We had a great rapport going.
Her last question almost did something I thought was impossible. It almost cured me of my fatigue. Almost.
“I see you’re taking a lot of medication, all of it I’m sure is necessary. But what makes you think THIS ONE is making you feel tired?”
W
T
F
!
Cheryl doesn’t like it when I swear on the blog. I don’t swear an awful lot in real life, but I do have a temper that’s rare but nasty. This is one of those times when I’d like to lay it down thick enough to make Richard Pryor blush. But I’m not. Well, not a whole lot anyway. Time has passed. I’ve cooled down a bit. Anyway, back to the post.
Contrary to what you might think, I didn’t want to jump through the phone, even if it was physically possible. I didn’t have the energy. Would I fall through the phone with a big assist from good ‘ole gravity? Absolutely. Maybe I was reading to much into it, but her question almost felt like a work of art, with so much condescension dismissiveness packed into so few words. I was stuck somewhere between awe and my brain blowing its cap and incinerating everything in its path.
“Um, you heard me when I said everything else has been the same, right? When I said that I meant for months. I’ve been taking all of those other medications for quite some time without any notable side effects. Again, the only difference I can think of is THIS medication.” And yes, nurse whoever the frack you are. Several of my specialists do seem to think I need to be taking the medication I’m taking. Are they perfect, or even necessarily correct? Maybe not. But how about you lay off the fucking judging until you get your medical license and read up on my full medical history, instead of this three minute multi-tasking act you’ve got going here?
“Well,” skeptically, “you could try reducing the dose again and see if it makes a difference.”
Fuck you very much. That’s what I thought anyway, I just wanted to make sure. “Thanks, I’ll give that a try.”
I can’t believe you are overlooking her brilliance. I mean, really. She could have been a doctor with a peon such as herself answering the phones but she couldn’t afford med school and now she has to put up with over-medicated patients calling and complaining just because they are unable to function normally. I mean gee whiz.
Yes, my tongue is firmly in cheek. And, like Richard, so glad I live in Canada. I can’t believe the horrible crap you go through. If it’s not the medical system itself it’s the insurance process. Just dreadful.
And, now that I know Cheryl doesn’t like swearing, please apologize to her for my blog. I really do need to do better. But I do like the F word. It’s so cleansing. :-)
Actually, Cheryl’s objection to swearing is more about my blog and our web site – places my daughter might go… and take Adam with her (he’s reading now, no one’s taught him, and he hasn’t started kindergarten yet).

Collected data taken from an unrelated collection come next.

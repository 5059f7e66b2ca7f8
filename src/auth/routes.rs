//! Login, logout and the protected dashboard page

use axum::{
    Form, Json, Router,
    extract::{Query, State},
    http::header::SET_COOKIE,
    response::{Html, IntoResponse, Redirect, Response},
    routing::get,
};
use axum_extra::extract::{
    CookieJar,
    cookie::{Cookie, SameSite},
};
use serde::Deserialize;

use super::middleware::{MaybeIdentity, SESSION_COOKIE};
use crate::AppState;
use crate::api::pages;
use crate::error::AppError;
use crate::metrics::LOGIN_ATTEMPTS_TOTAL;

/// One-shot flash message cookie shown (and cleared) by the dashboard
const FLASH_COOKIE: &str = "msg";

/// Create authentication router
///
/// Routes:
/// - GET /home - Dashboard (login form when unauthenticated)
/// - GET /login - Login form, or dashboard / `next` redirect when logged in
/// - POST /login - Verify shared secret and set session cookie
/// - GET /logout - Clear session cookie
pub fn auth_router() -> Router<AppState> {
    Router::new()
        .route("/home", get(home))
        .route("/login", get(login_page).post(login))
        .route("/logout", get(logout))
}

// =============================================================================
// Dashboard
// =============================================================================

/// GET /home
///
/// Renders the dashboard for a valid session and the login form otherwise.
/// Never redirects.
async fn home(MaybeIdentity(identity): MaybeIdentity, jar: CookieJar) -> Response {
    let Some(identity) = identity else {
        tracing::debug!("GET /home without session; rendering login form");
        return Html(pages::login_page(&[])).into_response();
    };

    let message = jar.get(FLASH_COOKIE).map(|cookie| cookie.value().to_owned());
    let jar = if message.is_some() {
        jar.remove(Cookie::build(FLASH_COOKIE).path("/"))
    } else {
        jar
    };

    (jar, Html(pages::dashboard_page(&identity, message.as_deref()))).into_response()
}

// =============================================================================
// Login
// =============================================================================

#[derive(Debug, Deserialize)]
struct LoginQuery {
    #[serde(default)]
    next: String,
}

/// GET /login
async fn login_page(
    MaybeIdentity(identity): MaybeIdentity,
    Query(query): Query<LoginQuery>,
) -> Response {
    match identity {
        Some(identity) => match safe_next(&query.next) {
            Some(next) => Redirect::to(next).into_response(),
            None => Html(pages::dashboard_page(&identity, None)).into_response(),
        },
        None => Html(pages::login_page(&["please authenticate"])).into_response(),
    }
}

/// Only same-site absolute paths are followed after login.
fn safe_next(next: &str) -> Option<&str> {
    let is_local_path =
        next.starts_with('/') && !next.starts_with("//") && !next.starts_with("/\\");
    is_local_path.then_some(next)
}

#[derive(Deserialize)]
struct LoginForm {
    /// Plaintext shared secret
    token: String,
}

/// POST /login
///
/// # Steps
/// 1. Match the submitted secret against stored credentials
/// 2. Issue a session token for the matched credential
/// 3. Set it as the `token` cookie and render the dashboard
async fn login(
    State(state): State<AppState>,
    jar: CookieJar,
    Form(form): Form<LoginForm>,
) -> Result<impl IntoResponse, AppError> {
    let Some(credential) = state.verifier.verify(&state.db, &form.token).await? else {
        LOGIN_ATTEMPTS_TOTAL.with_label_values(&["rejected"]).inc();
        tracing::info!("Login rejected: no credential matched");
        return Err(AppError::Unauthorized);
    };

    let claims = state.sessions.claims_for(&credential);
    let token = state
        .sessions
        .issue(&claims)
        .map_err(|e| AppError::Encryption(e.to_string()))?;

    LOGIN_ATTEMPTS_TOTAL.with_label_values(&["accepted"]).inc();
    tracing::info!(
        credential_id = credential.id,
        is_admin = credential.is_admin,
        "Login accepted"
    );

    let cookie = session_cookie(
        token,
        state.config.server.secure_cookies,
        state.sessions.max_age(),
    );

    Ok((jar.add(cookie), Html(pages::dashboard_page(&claims, None))))
}

/// Session cookie; `Max-Age` mirrors the configured session lifetime, if any.
fn session_cookie(token: String, secure: bool, max_age: Option<i64>) -> Cookie<'static> {
    let mut cookie = Cookie::build((SESSION_COOKIE, token))
        .path("/")
        .http_only(true)
        .same_site(SameSite::Lax)
        .secure(secure);
    if let Some(secs) = max_age {
        cookie = cookie.max_age(time::Duration::seconds(secs));
    }
    cookie.build()
}

// =============================================================================
// Logout
// =============================================================================

/// GET /logout
///
/// Clears the session cookie. Always reports success, whether or not a
/// session existed. Previously issued tokens are not revoked.
async fn logout(jar: CookieJar) -> impl IntoResponse {
    (
        clear_session_cookie(jar),
        Json(serde_json::json!({ "status": "logged out" })),
    )
}

/// Queue removal of the session cookie, checking the outgoing headers after
/// each attempt.
///
/// A plain removal emits nothing when the request carried no `token` cookie,
/// so the fallbacks are an explicit empty expired cookie and then a second
/// removal.
fn clear_session_cookie(jar: CookieJar) -> CookieJar {
    let jar = jar.remove(Cookie::build(SESSION_COOKIE).path("/"));
    if session_cookie_cleared(&jar) {
        tracing::debug!("Session cookie deletion confirmed");
        return jar;
    }
    tracing::debug!("Session cookie deletion not confirmed; setting empty cookie");

    let mut empty = Cookie::new(SESSION_COOKIE, "");
    empty.set_path("/");
    empty.make_removal();
    let jar = jar.add(empty);
    if session_cookie_cleared(&jar) {
        tracing::debug!("Session cookie deletion confirmed");
        return jar;
    }
    tracing::debug!("Session cookie deletion still not confirmed; deleting again");

    jar.remove(Cookie::build(SESSION_COOKIE).path("/"))
}

fn session_cookie_cleared(jar: &CookieJar) -> bool {
    let cleared_prefix = format!("{SESSION_COOKIE}=;");
    let response = jar.clone().into_response();
    response
        .headers()
        .get_all(SET_COOKIE)
        .iter()
        .filter_map(|value| value.to_str().ok())
        .any(|value| value.starts_with(&cleared_prefix))
}
//! Tokengate - shared-secret login with stateless signed sessions
//!
//! # Architecture
//!
//! ```text
//! ┌─────────────────────────────────────────────────────────────┐
//! │                      API Layer (Axum)                        │
//! │  - Login / logout / dashboard pages                         │
//! │  - Prometheus metrics (admin sessions only)                 │
//! └─────────────────────────────────────────────────────────────┘
//!                              │
//! ┌─────────────────────────────────────────────────────────────┐
//! │                      Auth Layer                              │
//! │  - Credential verification (PBKDF2)                         │
//! │  - Session token codec (HS256 JWT)                          │
//! │  - Session extraction (cookie / query)                      │
//! └─────────────────────────────────────────────────────────────┘
//!                              │
//! ┌─────────────────────────────────────────────────────────────┐
//! │                      Data Layer                              │
//! │  - SQLite (sqlx), `secret_tokens` table                     │
//! └─────────────────────────────────────────────────────────────┘
//! ```
//!
//! # Modules
//!
//! - `api`: HTML pages and the metrics endpoint
//! - `auth`: Credential verification, sessions, login/logout
//! - `data`: Database and credential store
//! - `config`: Configuration management
//! - `error`: Error types
//! - `metrics`: Prometheus instruments

pub mod api;
pub mod auth;
pub mod config;
pub mod data;
pub mod error;
pub mod metrics;

use std::sync::Arc;

/// Application state shared across all handlers
///
/// Built once at startup and cloned into each request. Holds no per-session
/// state.
#[derive(Clone)]
pub struct AppState {
    /// Application configuration
    pub config: Arc<config::AppConfig>,

    /// Database connection pool
    pub db: Arc<data::Database>,

    /// Session token issuer/validator
    pub sessions: Arc<auth::SessionCodec>,

    /// Shared-secret matcher
    pub verifier: Arc<auth::CredentialVerifier>,
}

impl AppState {
    /// Initialize application state
    ///
    /// # Steps
    /// 1. Connect to SQLite database (runs migrations)
    /// 2. Seed the credential store if it is empty
    /// 3. Build the session codec and credential verifier
    ///
    /// # Errors
    /// Returns `AppError::Config` when the configuration is invalid, or any
    /// database error raised during startup
    pub async fn new(config: config::AppConfig) -> Result<Self, error::AppError> {
        tracing::info!("Initializing application state...");

        config.validate()?;

        // 1. Connect to SQLite database
        let db = data::Database::connect(&config.database.path).await?;
        tracing::info!("Database connected");

        // 2. Seed credential store
        Self::ensure_bootstrap_credential(&db, &config).await?;

        // 3. Session codec and verifier
        let sessions = auth::SessionCodec::new(
            &config.auth.signing_secret,
            config.auth.session_max_age,
        );
        let rounds = config.auth.hash_rounds;
        let verifier = tokio::task::spawn_blocking(move || auth::CredentialVerifier::new(rounds))
            .await
            .map_err(|e| error::AppError::Internal(e.into()))?
            .map_err(|e| error::AppError::Encryption(e.to_string()))?;

        tracing::info!("Application state initialized successfully");

        Ok(Self {
            config: Arc::new(config),
            db: Arc::new(db),
            sessions: Arc::new(sessions),
            verifier: Arc::new(verifier),
        })
    }

    /// Ensure the configured shared secret is stored when no credential exists
    ///
    /// A populated store is left untouched, so restarts are no-ops.
    async fn ensure_bootstrap_credential(
        db: &data::Database,
        config: &config::AppConfig,
    ) -> Result<(), error::AppError> {
        let outcome = db
            .bootstrap_credential(
                &config.auth.shared_secret,
                config.auth.shared_secret_description.trim(),
                config.auth.hash_rounds,
            )
            .await?;

        let count = db.count_credentials().await?;
        metrics::CREDENTIALS_TOTAL.set(count);

        tracing::info!(?outcome, credentials = count, "Credential store ready");
        Ok(())
    }
}

/// Build the Axum router with all routes.
///
/// This is shared by the binary and integration tests to keep route
/// composition consistent across environments.
pub fn build_router(state: AppState) -> axum::Router {
    use axum::{Router, extract::DefaultBodyLimit, middleware, routing::get};
    use tower_http::trace::TraceLayer;

    const MAX_BODY_BYTES: usize = 16 * 1024;

    let metrics_routes = api::metrics_router().route_layer(middleware::from_fn_with_state(
        state.clone(),
        auth::require_admin,
    ));

    Router::new()
        .route("/", get(api::landing))
        .merge(auth::auth_router())
        .merge(metrics_routes)
        .fallback(not_found)
        .layer(DefaultBodyLimit::max(MAX_BODY_BYTES))
        .layer(TraceLayer::new_for_http())
        .with_state(state)
}

async fn not_found() -> error::AppError {
    error::AppError::NotFound
}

I’ll let you in on a little secret (burried here in comments): I’d argue she drops the occasional F-bomb a little more often than I do (and I’m no saint ;-)
holy crap. is that her medical opinion???
I decided a long time ago that I know my body better than any doctor… But getting them to listen to your wisdom is a huge problem.
Still… every time I listen to what you have to go through, I’m glad that I live in Canada.